(Saved entries)
• • •

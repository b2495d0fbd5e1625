//! Text analysis for dvstring fields.
//!
//! Analysis turns a raw field value into tokens:
//!
//! ```text
//! Raw Text → Tokenizer → Token Stream → Filters → Tokens
//! ```
//!
//! The index analyzer of a field produces the terms used for full-text
//! search; the doc values analyzer produces the single sortable token.
//!
//! # Modules
//!
//! - [`analyzer`]: Analyzer trait and built-in analyzers
//! - [`tokenizer`]: Tokenization strategies
//! - [`token_filter`]: Token transformation and removal
//! - [`token`]: Token representation
//! - [`token_stream`]: Scoped reset/increment/end/close access to a stream
//! - [`registry`]: Analyzer lookup by name, built from analysis settings

pub mod analyzer;
pub mod registry;
pub mod token;
pub mod token_filter;
pub mod token_stream;
pub mod tokenizer;

// Re-export commonly used types
pub use analyzer::{Analyzer, NamedAnalyzer};
pub use token::{Token, TokenStream};
pub use token_filter::Filter;
pub use tokenizer::Tokenizer;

• • •

● **Task instructions**
Every entry must be given again exactly as it reads.

● **Worked solution**
repository b2495d0fbd5e1625
//! Text analysis for dvstring fields.
//!
//! Analysis turns a raw field value into tokens:
//!
//! ```text
//! Raw Text → Tokenizer → Token Stream → Filters → Tokens
//! ```
//!
//! The index analyzer of a field produces the terms used for full-text
//! search; the doc values analyzer produces the single sortable token.
//!
//! # Modules
//!
//! - [`analyzer`]: Analyzer trait and built-in analyzers
//! - [`tokenizer`]: Tokenization strategies
//! - [`token_filter`]: Token transformation and removal
//! - [`token`]: Token representation
//! - [`token_stream`]: Scoped reset/increment/end/close access to a stream
//! - [`registry`]: Analyzer lookup by name, built from analysis settings

pub mod analyzer;
pub mod registry;
pub mod token;
pub mod token_filter;
pub mod token_stream;
pub mod tokenizer;

// Re-export commonly used types
pub use analyzer::{Analyzer, NamedAnalyzer};
pub use token::{Token, TokenStream};
pub use token_filter::Filter;
pub use tokenizer::Tokenizer;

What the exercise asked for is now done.